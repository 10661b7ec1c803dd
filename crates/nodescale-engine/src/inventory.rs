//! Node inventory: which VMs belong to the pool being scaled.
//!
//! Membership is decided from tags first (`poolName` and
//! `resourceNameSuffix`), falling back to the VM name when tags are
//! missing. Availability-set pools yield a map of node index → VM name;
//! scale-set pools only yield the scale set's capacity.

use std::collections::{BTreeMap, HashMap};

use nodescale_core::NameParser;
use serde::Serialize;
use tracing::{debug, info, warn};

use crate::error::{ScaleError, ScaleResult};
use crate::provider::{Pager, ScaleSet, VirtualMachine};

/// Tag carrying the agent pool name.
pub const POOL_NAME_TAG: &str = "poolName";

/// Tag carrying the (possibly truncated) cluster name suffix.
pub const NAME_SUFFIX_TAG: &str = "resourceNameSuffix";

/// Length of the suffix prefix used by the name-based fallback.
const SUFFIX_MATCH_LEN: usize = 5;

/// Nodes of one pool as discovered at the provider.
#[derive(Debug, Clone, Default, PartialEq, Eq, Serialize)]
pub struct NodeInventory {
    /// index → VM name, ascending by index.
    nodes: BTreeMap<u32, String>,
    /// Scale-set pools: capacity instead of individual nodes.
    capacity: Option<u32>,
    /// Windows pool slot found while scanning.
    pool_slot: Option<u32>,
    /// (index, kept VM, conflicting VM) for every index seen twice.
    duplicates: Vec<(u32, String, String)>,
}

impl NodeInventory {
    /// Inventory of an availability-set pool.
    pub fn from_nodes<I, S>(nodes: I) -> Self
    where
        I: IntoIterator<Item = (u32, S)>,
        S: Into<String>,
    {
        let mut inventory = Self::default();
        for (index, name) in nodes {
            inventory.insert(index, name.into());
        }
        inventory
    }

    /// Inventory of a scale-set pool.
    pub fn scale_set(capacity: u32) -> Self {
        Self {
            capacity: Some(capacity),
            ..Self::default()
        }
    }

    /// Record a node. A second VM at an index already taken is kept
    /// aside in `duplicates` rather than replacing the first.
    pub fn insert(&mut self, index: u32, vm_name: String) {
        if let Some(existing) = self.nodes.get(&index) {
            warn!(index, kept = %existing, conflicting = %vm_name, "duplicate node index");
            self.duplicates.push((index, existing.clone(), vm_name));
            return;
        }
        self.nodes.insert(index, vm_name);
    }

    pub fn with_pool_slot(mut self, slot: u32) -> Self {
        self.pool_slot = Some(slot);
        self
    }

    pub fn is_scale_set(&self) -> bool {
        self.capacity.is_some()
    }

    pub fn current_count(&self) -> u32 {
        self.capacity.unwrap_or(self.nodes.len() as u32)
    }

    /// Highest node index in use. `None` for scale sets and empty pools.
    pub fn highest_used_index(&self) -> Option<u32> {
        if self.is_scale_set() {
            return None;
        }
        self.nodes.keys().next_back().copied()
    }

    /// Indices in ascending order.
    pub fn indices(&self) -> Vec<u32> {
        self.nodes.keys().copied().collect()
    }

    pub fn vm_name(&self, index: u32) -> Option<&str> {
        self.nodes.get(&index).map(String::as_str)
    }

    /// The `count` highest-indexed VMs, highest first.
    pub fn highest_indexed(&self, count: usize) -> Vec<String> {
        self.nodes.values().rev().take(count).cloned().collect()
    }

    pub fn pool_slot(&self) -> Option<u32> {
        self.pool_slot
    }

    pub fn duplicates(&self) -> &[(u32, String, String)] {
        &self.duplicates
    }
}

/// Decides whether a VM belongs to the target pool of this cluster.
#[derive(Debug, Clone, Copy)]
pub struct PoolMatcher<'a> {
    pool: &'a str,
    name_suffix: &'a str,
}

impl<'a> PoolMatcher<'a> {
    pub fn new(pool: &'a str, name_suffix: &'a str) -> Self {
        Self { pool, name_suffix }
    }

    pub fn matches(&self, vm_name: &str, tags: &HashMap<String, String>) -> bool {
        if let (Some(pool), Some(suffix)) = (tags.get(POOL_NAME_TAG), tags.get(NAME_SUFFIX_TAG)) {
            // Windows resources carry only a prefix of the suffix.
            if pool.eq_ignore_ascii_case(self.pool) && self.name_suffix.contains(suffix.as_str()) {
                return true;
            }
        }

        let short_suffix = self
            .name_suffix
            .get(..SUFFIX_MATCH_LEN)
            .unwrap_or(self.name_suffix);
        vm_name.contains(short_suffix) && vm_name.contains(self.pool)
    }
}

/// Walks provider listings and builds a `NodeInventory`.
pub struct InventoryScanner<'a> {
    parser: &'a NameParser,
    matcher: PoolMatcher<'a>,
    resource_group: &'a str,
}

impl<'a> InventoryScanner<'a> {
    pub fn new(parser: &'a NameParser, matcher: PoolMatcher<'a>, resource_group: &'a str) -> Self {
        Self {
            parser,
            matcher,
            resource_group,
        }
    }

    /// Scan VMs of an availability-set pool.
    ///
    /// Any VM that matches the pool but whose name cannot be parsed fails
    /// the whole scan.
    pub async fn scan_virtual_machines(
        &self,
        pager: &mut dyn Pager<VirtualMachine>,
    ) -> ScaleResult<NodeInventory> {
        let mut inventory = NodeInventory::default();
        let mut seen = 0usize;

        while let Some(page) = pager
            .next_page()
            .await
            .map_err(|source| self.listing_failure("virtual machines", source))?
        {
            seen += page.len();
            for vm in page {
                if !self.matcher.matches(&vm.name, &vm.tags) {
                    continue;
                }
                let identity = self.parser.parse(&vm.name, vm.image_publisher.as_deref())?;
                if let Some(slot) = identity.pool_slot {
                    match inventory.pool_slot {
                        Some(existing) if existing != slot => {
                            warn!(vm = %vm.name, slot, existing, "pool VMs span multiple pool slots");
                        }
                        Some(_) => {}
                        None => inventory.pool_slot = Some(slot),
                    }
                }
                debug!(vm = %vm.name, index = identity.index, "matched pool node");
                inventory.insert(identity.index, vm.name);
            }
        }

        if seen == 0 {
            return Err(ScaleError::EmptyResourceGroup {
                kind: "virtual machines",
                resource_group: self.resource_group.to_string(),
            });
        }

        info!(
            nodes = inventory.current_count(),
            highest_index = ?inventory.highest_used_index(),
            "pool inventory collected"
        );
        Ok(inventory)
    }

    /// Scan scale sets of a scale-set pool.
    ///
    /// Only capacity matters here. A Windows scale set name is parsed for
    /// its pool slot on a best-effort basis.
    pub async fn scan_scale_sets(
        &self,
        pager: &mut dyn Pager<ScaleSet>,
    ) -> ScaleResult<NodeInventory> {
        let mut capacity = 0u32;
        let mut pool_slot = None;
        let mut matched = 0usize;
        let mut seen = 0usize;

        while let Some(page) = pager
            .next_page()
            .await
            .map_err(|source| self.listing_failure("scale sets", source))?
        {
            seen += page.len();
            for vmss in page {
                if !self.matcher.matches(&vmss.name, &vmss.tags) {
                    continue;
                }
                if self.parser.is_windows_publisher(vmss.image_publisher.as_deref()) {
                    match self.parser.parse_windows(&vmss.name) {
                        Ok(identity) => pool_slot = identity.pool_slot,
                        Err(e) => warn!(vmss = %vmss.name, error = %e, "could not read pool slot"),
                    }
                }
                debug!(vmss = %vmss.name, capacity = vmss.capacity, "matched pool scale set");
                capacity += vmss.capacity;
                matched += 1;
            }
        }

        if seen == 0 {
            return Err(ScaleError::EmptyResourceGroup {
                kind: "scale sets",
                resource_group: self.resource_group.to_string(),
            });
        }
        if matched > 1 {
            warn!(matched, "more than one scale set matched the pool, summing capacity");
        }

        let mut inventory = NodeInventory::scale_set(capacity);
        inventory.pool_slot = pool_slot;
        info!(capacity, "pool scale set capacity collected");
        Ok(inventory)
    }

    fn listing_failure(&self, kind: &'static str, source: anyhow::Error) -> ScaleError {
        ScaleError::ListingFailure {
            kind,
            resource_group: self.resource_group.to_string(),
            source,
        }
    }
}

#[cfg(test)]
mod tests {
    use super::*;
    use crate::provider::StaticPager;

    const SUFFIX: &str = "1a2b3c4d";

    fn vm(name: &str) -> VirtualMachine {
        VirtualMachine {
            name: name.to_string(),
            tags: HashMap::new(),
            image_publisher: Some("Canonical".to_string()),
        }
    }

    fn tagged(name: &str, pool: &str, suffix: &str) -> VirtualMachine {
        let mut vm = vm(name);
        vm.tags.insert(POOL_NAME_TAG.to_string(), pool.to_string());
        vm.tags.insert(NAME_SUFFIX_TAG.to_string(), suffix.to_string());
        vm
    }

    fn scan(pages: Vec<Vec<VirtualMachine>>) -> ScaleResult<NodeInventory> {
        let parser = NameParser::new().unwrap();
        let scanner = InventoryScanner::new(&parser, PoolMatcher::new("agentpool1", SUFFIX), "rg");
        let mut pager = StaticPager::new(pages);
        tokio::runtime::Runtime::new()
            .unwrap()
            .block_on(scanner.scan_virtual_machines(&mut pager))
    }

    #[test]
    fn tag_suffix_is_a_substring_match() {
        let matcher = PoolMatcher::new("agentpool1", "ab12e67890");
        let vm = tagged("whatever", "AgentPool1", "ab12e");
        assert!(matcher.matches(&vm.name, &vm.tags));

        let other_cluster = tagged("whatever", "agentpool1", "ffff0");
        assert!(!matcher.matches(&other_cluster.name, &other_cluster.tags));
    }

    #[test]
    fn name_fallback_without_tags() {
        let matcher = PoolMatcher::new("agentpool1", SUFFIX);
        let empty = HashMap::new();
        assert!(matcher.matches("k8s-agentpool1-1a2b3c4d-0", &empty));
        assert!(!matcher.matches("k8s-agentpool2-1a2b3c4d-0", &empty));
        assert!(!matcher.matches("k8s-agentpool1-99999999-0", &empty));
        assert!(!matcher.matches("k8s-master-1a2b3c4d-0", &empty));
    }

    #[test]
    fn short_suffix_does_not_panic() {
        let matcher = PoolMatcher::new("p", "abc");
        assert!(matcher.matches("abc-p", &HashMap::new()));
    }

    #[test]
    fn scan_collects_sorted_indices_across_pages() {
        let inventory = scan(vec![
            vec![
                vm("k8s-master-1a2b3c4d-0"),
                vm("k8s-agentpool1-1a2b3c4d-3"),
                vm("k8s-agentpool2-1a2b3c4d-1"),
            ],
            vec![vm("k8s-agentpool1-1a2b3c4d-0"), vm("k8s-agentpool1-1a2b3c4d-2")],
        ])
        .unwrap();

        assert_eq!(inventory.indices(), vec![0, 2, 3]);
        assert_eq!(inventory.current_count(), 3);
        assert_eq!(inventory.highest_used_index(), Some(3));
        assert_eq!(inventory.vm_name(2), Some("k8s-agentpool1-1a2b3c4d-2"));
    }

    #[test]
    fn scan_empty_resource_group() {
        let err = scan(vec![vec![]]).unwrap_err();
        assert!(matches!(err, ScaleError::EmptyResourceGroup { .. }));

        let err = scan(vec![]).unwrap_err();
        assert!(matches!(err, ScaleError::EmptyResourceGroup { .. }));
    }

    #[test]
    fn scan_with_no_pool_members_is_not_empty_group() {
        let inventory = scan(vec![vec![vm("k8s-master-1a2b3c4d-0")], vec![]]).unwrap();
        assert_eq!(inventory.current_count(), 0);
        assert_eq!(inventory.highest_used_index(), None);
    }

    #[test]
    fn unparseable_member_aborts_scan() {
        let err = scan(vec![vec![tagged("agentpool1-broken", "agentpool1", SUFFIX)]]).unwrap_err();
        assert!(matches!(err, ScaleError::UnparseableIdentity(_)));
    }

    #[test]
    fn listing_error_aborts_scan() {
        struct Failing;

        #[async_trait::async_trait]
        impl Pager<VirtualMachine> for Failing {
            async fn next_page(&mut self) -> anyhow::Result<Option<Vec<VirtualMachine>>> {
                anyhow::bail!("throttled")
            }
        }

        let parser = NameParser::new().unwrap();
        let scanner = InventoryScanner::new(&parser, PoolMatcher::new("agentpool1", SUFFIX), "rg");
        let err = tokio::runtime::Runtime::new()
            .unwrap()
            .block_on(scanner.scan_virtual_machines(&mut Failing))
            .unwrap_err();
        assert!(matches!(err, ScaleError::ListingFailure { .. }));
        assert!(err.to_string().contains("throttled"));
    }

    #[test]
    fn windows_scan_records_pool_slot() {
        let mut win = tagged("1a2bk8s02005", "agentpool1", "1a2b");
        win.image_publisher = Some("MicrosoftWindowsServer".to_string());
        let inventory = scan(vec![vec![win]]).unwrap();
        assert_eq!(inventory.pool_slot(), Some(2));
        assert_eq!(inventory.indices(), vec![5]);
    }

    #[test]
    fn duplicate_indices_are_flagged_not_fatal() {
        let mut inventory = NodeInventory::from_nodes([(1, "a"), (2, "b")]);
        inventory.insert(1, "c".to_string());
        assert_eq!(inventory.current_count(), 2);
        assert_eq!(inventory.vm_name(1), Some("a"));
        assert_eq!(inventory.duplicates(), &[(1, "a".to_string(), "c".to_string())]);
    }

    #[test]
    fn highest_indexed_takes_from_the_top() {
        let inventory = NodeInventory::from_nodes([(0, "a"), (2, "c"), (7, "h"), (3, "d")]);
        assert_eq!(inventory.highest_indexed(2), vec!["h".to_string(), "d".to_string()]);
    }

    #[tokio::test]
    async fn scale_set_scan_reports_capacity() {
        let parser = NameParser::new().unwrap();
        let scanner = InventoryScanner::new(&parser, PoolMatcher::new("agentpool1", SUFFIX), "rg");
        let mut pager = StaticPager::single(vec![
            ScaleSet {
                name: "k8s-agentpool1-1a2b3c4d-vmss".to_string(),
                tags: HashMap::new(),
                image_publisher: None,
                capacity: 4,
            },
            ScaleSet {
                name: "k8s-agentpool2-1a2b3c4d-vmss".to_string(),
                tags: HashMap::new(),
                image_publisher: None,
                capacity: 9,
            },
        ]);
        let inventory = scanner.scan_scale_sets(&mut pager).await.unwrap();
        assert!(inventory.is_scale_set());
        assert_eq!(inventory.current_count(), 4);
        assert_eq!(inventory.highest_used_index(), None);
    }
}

•••

## Task description
Everything in the material above from the line that has "assert_eq!(inventory.indices(), vec![5]);" through the line that has "assert_eq!(inventory.current_count(), 4);" must be duplicated exactly, with no other lines given.

## Answer box
        assert_eq!(inventory.indices(), vec![5]);
    }

    #[test]
    fn duplicate_indices_are_flagged_not_fatal() {
        let mut inventory = NodeInventory::from_nodes([(1, "a"), (2, "b")]);
        inventory.insert(1, "c".to_string());
        assert_eq!(inventory.current_count(), 2);
        assert_eq!(inventory.vm_name(1), Some("a"));
        assert_eq!(inventory.duplicates(), &[(1, "a".to_string(), "c".to_string())]);
    }

    #[test]
    fn highest_indexed_takes_from_the_top() {
        let inventory = NodeInventory::from_nodes([(0, "a"), (2, "c"), (7, "h"), (3, "d")]);
        assert_eq!(inventory.highest_indexed(2), vec!["h".to_string(), "d".to_string()]);
    }

    #[tokio::test]
    async fn scale_set_scan_reports_capacity() {
        let parser = NameParser::new().unwrap();
        let scanner = InventoryScanner::new(&parser, PoolMatcher::new("agentpool1", SUFFIX), "rg");
        let mut pager = StaticPager::single(vec![
            ScaleSet {
                name: "k8s-agentpool1-1a2b3c4d-vmss".to_string(),
                tags: HashMap::new(),
                image_publisher: None,
                capacity: 4,
            },
            ScaleSet {
                name: "k8s-agentpool2-1a2b3c4d-vmss".to_string(),
                tags: HashMap::new(),
                image_publisher: None,
                capacity: 9,
            },
        ]);
        let inventory = scanner.scan_scale_sets(&mut pager).await.unwrap();
        assert!(inventory.is_scale_set());
        assert_eq!(inventory.current_count(), 4);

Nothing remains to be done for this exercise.